La voix de cet avocat des tigres était devenue vibrante et superbe. Les bêtes féroces le regardaient curieusement de tous les points de la galerie sombre et le vieil ours canadien lui-même parut attentif.

Clotilde, profondément étonnée, laissait aller toute son âme à cette parole qui ne ressemblait à rien de ce qu’elle avait entendu. Elle écoutait des pieds à la tête, incapable d’une objection, configurant, comme elle pouvait, sa pensée à la pensée de ce pathétique démonstrateur.

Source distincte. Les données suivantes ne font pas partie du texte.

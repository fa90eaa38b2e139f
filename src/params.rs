//! Registration parameters as edited in the GUI and serialised into the
//! `antsRegistration` command line.
//!
//! Numeric values are kept as the strings the user typed; the external tool
//! is the only thing that interprets them.

use serde::{Deserialize, Serialize};

/// How the moving image is initially aligned to the fixed image (`-r`).
#[derive(Debug, Clone, Copy, PartialEq, Eq, Default, Serialize, Deserialize)]
pub enum InitialMovingTransform {
    #[default]
    GeometricCenter,
    ImageIntensities,
    ImageOrigins,
}

impl InitialMovingTransform {
    pub const ALL: [InitialMovingTransform; 3] = [
        InitialMovingTransform::GeometricCenter,
        InitialMovingTransform::ImageIntensities,
        InitialMovingTransform::ImageOrigins,
    ];

    /// Numeric code understood by `antsRegistration -r [fixed,moving,code]`.
    pub fn code(self) -> u8 {
        match self {
            InitialMovingTransform::GeometricCenter => 0,
            InitialMovingTransform::ImageIntensities => 1,
            InitialMovingTransform::ImageOrigins => 2,
        }
    }
}

impl std::fmt::Display for InitialMovingTransform {
    fn fmt(&self, f: &mut std::fmt::Formatter<'_>) -> std::fmt::Result {
        match self {
            InitialMovingTransform::GeometricCenter => write!(f, "Geometric Center"),
            InitialMovingTransform::ImageIntensities => write!(f, "Image Intensities"),
            InitialMovingTransform::ImageOrigins => write!(f, "Image Origins"),
        }
    }
}

/// Similarity metric used by a stage.
#[derive(Debug, Clone, Copy, PartialEq, Eq, Serialize, Deserialize)]
pub enum Metric {
    CrossCorrelation,
    MutualInformation,
}

impl Metric {
    pub const ALL: [Metric; 2] = [Metric::CrossCorrelation, Metric::MutualInformation];

    /// Metric name on the command line.
    pub fn flag(self) -> &'static str {
        match self {
            Metric::CrossCorrelation => "CC",
            Metric::MutualInformation => "MI",
        }
    }

    /// Editable text fields of this metric, in form order.
    pub fn fields(self) -> &'static [MetricField] {
        match self {
            Metric::CrossCorrelation => &[
                MetricField::MetricWeight,
                MetricField::Radius,
                MetricField::SamplingPercentage,
            ],
            Metric::MutualInformation => &[
                MetricField::MetricWeight,
                MetricField::NumBins,
                MetricField::SamplingPercentage,
            ],
        }
    }
}

impl std::fmt::Display for Metric {
    fn fmt(&self, f: &mut std::fmt::Formatter<'_>) -> std::fmt::Result {
        match self {
            Metric::CrossCorrelation => write!(f, "Cross-Correlation"),
            Metric::MutualInformation => write!(f, "Mutual Information"),
        }
    }
}

#[derive(Debug, Clone, Copy, PartialEq, Eq, Serialize, Deserialize)]
pub enum SamplingStrategy {
    None,
    Regular,
    Random,
}

impl SamplingStrategy {
    pub const ALL: [SamplingStrategy; 3] = [
        SamplingStrategy::None,
        SamplingStrategy::Regular,
        SamplingStrategy::Random,
    ];
}
use std::env::consts::EXE_SUFFIX;
use std::str::FromStr;

use once_cell::sync::Lazy;
use percent_encoding::{percent_encode, NON_ALPHANUMERIC};

use handlebars::Handlebars;

use lettre::{
    message::{Mailbox, Message},
    transport::smtp::authentication::{Credentials, Mechanism as SmtpAuthMechanism},
    transport::smtp::client::{Tls, TlsParameters},
    Address, AsyncSendmailTransport, AsyncSmtpTransport, AsyncTransport, Tokio1Executor,
};

use crate::{
    api::EmptyResult,
    db::models::CodeIntent,
    error::Error,
    CONFIG,
};

static TEMPLATES: Lazy<Handlebars<'static>> = Lazy::new(|| {
    let mut hb = Handlebars::new();
    hb.set_strict_mode(true);
    hb.register_escape_fn(handlebars::no_escape);

    macro_rules! reg {
        ($name:expr) => {
            hb.register_template_string($name, include_str!(concat!("static/templates/", $name, ".hbs")))
                .expect("Valid email template");
        };
    }

    reg!("email_verify");
    reg!("email_password_changed");
    reg!("email_account_deleted");

    hb
});

fn sendmail_transport() -> AsyncSendmailTransport<Tokio1Executor> {
    if let Some(ref command) = CONFIG.sendmail_command {
        AsyncSendmailTransport::new_with_command(command)
    } else {
        AsyncSendmailTransport::new_with_command(format!("sendmail{EXE_SUFFIX}"))
    }
}

fn smtp_transport() -> Result<AsyncSmtpTransport<Tokio1Executor>, Error> {
    use std::time::Duration;
    let Some(ref host) = CONFIG.smtp_host else {
        err!("SMTP host is not configured");
    };

    let smtp_client = AsyncSmtpTransport::<Tokio1Executor>::builder_dangerous(host.as_str())
        .port(CONFIG.smtp_port)
        .timeout(Some(Duration::from_secs(CONFIG.smtp_timeout)));

    // Determine security
    let smtp_client = if CONFIG.smtp_security != "off" {
        let tls_parameters = TlsParameters::new(host.clone())?;
        if CONFIG.smtp_security == "force_tls" {
            smtp_client.tls(Tls::Wrapper(tls_parameters))
        } else {
            smtp_client.tls(Tls::Required(tls_parameters))
        }
    } else {
        smtp_client
    };

    let smtp_client = match (&CONFIG.smtp_username, &CONFIG.smtp_password) {
        (Some(user), Some(pass)) => smtp_client
            .credentials(Credentials::new(user.clone(), pass.clone()))
            .authentication(vec![SmtpAuthMechanism::Plain, SmtpAuthMechanism::Login]),
        _ => smtp_client,
    };

    Ok(smtp_client.build())
}

/// Splits the rendered template into the subject above the marker and the
/// body below it.
fn render_template(name: &str, data: &serde_json::Value) -> Result<(String, String), Error> {
    let rendered = TEMPLATES.render(name, data)?;
    match rendered.split_once("<!---------------->") {
        Some((subject, body)) => Ok((subject.trim().to_string(), body.trim().to_string())),
        None => err!("Email template is missing a subject marker"),
    }
}

fn mailbox(address: &str, name: Option<&str>) -> Result<Mailbox, Error> {
    Ok(Mailbox::new(name.map(|n| n.to_string()), Address::from_str(address)?))
}

async fn send_email(to: &str, subject: &str, body: String) -> EmptyResult {
    if !CONFIG.mail_enabled() {
        err_code!("Email is not configured on this server", "EMAIL_DISABLED", 503);
    }

    let message = Message::builder()
        .from(mailbox(&CONFIG.smtp_from, Some(&CONFIG.smtp_from_name))?)
        .to(mailbox(to, None)?)
        .subject(subject)
        .body(body)?;

    if CONFIG.use_sendmail {
        sendmail_transport().send(message).await.map_err(|e| {
            error!("Failed to send email via sendmail: {e:?}");
            Error::new("Failed to send email", e.to_string())
        })?;
    } else {
        smtp_transport()?.send(message).await.map_err(|e| {
            error!("Failed to send email via SMTP: {e:?}");
            Error::new("Failed to send email", e.to_string())
        })?;
    }

    Ok(())
}

fn intent_action(intent: CodeIntent) -> &'static str {
    match intent {
        CodeIntent::Register => "create an account",
        CodeIntent::Reset => "reset a password",
        CodeIntent::ChangePassword => "change a password",
        CodeIntent::DeleteAccount => "delete an account",
    }
}

/// Mails the one-shot verification link for the given intent.
pub async fn send_verification_link(email: &str, intent: CodeIntent, token: &str) -> EmptyResult {
    let encoded_token: String = percent_encode(token.as_bytes(), NON_ALPHANUMERIC).to_string();
    let url = format!("{}/account/verify?token={}", CONFIG.domain, encoded_token);

    let (subject, body) = render_template(
        "email_verify",
        &json!({
            "domain": CONFIG.domain,
            "action": intent_action(intent),
            "url": url,
            "ttl_minutes": CONFIG.verification_ttl_secs / 60,
        }),
    )?;

    send_email(email, &subject, body).await
}

pub async fn send_password_changed(email: &str) -> EmptyResult {
    let (subject, body) = render_template(
        "email_password_changed",
        &json!({
            "domain": CONFIG.domain,
        }),
    )?;

    send_email(email, &subject, body).await
}

pub async fn send_account_deleted(email: &str) -> EmptyResult {
    let (subject, body) = render_template(
        "email_account_deleted",
        &json!({
            "domain": CONFIG.domain,
        }),
    )?;

    send_email(email, &subject, body).await
}

#[cfg(test)]
mod tests {
    use super::*;

    #[test]
    fn test_templates_render_with_subject_and_body() {
        let (subject, body) = render_template(
            "email_verify",
            &json!({
                "domain": "https://id.example.com",
                "action": "create an account",
                "url": "https://id.example.com/account/verify?token=abc",
                "ttl_minutes": 5,
            }),
        )
        .unwrap();
        assert_eq!(subject, "Verify your email address");
        assert!(body.contains("https://id.example.com/account/verify?token=abc"));
        assert!(body.contains("5 minutes"));
    }

    #[test]
    fn test_unknown_template_fails() {
        assert!(render_template("missing", &json!({})).is_err());
    }
}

À la fin, pourtant, elle se hasarda :

— Il me semble, Monsieur, que vous devez être assez rarement compris, car vos paroles vont plus loin que les idées ordinaires. Les choses que vous dites paraissent venir d’un monde étranger que ne connaîtrait personne. J’ai donc beaucoup de peine à vous suivre et, je l’avoue, le point essentiel est toujours obscur pour moi. Vous affirmez que les bêtes partagent la destinée de l’homme qui les entraîna dans sa chute ! Soit. Vous ajoutez qu’étant privées de conscience et n’ayant pas à souffrir pour elles-mêmes, puisqu’elles n’ont pu désobéir, elles souffrent nécessairement à cause de nous et pour nous. Cela, je le comprends moins. Cependant, je peux encore l’admettre comme un mystère qui n’a rien de révoltant pour ma raison. J’entends bien que la douleur ne peut jamais être inutile. Mais, au nom du ciel ! ne doit-elle pas profiter aussi à l’être qui souffre ? Le sacrifice, même involontaire, n’appelle-t-il pas une compensation ?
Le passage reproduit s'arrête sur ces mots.